◆ **Information provided**:
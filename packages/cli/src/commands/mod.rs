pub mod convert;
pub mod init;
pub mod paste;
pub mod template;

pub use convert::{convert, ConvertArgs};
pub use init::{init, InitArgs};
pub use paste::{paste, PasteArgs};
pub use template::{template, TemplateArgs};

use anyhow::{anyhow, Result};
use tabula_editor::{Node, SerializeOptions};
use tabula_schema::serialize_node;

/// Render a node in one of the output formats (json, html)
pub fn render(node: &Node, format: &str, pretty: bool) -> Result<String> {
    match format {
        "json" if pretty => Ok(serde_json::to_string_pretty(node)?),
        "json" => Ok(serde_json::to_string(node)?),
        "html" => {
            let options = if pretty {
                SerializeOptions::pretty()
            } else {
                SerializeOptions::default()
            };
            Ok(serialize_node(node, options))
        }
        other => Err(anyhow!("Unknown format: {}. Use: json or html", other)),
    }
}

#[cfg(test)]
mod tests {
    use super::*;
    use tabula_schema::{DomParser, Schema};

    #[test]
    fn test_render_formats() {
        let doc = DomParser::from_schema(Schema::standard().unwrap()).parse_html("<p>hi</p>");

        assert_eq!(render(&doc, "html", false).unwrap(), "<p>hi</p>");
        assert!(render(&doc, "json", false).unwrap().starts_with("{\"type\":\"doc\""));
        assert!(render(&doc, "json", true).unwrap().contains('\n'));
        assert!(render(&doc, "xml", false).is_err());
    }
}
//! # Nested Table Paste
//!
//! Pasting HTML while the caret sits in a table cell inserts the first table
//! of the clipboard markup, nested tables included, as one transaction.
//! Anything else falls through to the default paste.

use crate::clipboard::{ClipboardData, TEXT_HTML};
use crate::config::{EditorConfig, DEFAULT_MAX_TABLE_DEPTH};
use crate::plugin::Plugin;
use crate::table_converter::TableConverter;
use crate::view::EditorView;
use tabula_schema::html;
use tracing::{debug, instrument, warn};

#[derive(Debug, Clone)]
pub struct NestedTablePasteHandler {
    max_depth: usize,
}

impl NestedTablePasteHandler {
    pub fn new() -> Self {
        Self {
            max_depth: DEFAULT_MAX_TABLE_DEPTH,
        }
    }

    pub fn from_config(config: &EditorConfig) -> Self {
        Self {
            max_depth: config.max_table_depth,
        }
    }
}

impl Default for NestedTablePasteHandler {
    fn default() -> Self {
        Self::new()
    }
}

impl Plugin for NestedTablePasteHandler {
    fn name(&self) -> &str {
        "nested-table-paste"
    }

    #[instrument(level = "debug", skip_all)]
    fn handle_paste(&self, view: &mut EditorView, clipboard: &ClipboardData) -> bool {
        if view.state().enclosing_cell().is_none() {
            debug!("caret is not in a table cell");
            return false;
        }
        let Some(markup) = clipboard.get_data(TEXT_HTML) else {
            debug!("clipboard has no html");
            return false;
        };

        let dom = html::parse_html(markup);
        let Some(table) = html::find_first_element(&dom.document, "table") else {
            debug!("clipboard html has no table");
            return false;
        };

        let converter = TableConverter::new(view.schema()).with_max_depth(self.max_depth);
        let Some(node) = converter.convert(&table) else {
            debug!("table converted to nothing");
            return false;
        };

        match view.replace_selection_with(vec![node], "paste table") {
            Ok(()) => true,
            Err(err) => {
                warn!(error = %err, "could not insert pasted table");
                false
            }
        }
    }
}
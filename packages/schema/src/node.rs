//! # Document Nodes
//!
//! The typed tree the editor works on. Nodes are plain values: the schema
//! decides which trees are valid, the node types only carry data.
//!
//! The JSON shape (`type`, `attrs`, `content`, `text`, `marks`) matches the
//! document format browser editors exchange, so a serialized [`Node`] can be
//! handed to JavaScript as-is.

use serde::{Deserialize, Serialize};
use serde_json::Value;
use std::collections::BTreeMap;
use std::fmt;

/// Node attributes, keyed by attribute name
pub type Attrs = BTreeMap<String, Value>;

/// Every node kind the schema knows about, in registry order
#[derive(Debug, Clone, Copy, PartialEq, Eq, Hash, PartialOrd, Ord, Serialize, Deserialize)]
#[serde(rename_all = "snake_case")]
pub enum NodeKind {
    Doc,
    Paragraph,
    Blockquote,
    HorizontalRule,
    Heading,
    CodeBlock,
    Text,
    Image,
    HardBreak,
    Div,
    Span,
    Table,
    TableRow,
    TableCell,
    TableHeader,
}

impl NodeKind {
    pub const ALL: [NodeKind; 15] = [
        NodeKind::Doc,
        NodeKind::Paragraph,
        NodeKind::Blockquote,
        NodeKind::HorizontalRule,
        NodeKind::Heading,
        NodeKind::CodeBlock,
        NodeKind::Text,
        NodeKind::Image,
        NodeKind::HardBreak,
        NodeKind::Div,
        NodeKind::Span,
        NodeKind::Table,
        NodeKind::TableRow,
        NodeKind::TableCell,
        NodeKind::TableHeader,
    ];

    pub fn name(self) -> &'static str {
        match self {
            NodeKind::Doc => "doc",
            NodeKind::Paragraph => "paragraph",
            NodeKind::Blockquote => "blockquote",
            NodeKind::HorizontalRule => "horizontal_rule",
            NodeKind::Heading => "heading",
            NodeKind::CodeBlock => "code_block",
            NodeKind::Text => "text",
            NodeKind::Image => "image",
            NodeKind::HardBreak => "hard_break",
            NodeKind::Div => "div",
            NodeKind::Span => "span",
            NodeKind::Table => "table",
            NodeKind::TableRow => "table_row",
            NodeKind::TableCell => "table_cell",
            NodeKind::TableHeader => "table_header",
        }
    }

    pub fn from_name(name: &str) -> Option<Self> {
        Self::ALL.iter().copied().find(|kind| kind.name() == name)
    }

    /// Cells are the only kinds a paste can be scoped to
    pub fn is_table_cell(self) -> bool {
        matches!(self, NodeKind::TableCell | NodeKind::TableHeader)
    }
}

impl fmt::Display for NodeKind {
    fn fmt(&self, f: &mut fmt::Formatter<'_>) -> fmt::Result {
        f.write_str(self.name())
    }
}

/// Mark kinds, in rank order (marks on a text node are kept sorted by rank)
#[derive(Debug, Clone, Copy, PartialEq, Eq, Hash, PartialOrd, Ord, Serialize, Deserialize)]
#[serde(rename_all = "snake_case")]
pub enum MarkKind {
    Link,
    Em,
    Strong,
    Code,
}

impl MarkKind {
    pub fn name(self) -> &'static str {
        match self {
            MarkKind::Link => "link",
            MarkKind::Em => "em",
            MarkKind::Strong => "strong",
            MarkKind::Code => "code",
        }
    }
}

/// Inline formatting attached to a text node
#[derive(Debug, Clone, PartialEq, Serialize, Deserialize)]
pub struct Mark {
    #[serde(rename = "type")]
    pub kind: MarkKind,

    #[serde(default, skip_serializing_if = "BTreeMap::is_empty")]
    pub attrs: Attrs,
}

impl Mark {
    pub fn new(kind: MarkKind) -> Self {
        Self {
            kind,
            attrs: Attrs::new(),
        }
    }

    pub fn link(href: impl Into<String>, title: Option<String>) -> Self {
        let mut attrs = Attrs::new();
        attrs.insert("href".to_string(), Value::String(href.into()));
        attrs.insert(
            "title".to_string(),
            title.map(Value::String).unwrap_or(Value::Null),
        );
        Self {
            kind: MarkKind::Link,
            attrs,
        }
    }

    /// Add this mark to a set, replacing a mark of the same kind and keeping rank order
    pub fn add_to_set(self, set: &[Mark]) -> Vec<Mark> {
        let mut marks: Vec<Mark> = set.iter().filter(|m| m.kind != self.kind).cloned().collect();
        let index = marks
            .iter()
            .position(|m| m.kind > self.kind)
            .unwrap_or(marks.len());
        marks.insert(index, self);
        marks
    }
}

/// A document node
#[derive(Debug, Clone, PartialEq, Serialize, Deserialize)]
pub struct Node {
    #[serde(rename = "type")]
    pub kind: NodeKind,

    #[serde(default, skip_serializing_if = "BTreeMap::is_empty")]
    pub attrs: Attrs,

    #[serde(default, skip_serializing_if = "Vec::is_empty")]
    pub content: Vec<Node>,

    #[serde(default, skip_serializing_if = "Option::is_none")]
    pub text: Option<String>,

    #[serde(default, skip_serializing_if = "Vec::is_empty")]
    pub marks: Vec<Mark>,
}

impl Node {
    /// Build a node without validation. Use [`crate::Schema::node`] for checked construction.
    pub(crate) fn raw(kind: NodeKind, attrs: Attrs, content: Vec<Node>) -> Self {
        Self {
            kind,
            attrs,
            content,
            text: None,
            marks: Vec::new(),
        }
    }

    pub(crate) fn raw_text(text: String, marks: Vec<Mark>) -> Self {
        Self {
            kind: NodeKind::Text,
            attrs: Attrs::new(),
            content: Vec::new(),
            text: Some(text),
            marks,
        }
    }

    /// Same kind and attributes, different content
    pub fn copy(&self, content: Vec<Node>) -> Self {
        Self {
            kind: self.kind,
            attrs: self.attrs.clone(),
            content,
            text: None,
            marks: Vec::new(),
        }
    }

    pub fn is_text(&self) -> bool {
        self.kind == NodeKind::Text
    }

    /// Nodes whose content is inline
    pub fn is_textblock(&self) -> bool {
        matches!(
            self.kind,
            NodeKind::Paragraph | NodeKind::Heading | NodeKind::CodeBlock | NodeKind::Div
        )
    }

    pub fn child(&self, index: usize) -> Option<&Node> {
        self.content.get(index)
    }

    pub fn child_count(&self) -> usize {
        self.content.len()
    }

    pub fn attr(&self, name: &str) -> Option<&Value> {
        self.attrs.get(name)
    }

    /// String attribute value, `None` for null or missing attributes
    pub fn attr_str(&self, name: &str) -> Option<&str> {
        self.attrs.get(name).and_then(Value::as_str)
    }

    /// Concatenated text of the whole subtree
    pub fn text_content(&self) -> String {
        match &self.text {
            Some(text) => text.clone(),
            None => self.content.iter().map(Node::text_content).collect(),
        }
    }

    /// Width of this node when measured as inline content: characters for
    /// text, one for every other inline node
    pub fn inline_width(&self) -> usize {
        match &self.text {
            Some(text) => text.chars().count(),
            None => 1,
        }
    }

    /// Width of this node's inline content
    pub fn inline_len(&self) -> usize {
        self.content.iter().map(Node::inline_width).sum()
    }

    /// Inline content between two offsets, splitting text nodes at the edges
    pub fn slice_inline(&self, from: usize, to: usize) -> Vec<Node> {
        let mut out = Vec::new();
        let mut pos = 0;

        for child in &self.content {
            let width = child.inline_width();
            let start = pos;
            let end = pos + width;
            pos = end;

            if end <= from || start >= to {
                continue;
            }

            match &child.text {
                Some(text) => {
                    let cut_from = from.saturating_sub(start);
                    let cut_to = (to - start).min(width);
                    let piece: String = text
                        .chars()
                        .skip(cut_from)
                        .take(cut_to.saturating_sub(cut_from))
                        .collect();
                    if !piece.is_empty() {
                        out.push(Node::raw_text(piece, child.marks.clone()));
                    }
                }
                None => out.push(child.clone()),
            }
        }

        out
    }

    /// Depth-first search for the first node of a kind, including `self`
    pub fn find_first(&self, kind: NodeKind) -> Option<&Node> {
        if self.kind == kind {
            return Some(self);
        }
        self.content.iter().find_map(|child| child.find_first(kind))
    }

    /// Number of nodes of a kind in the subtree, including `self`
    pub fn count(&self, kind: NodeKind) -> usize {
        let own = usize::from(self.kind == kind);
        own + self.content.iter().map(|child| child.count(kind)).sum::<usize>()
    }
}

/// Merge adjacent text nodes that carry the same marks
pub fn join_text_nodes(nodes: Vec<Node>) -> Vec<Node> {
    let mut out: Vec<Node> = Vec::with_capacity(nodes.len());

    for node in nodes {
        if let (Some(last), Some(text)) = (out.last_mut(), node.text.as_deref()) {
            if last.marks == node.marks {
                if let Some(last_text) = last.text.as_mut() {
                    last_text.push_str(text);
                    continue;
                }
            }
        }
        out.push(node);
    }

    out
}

◆ **What you are asked to do**:
Show every line above in which the word "impl" appears.

◆ **Solution below**:
impl NestedTablePasteHandler {
impl Default for NestedTablePasteHandler {
impl Plugin for NestedTablePasteHandler {
impl NodeKind {
impl fmt::Display for NodeKind {
impl MarkKind {
impl Mark {
    pub fn link(href: impl Into<String>, title: Option<String>) -> Self {
impl Node {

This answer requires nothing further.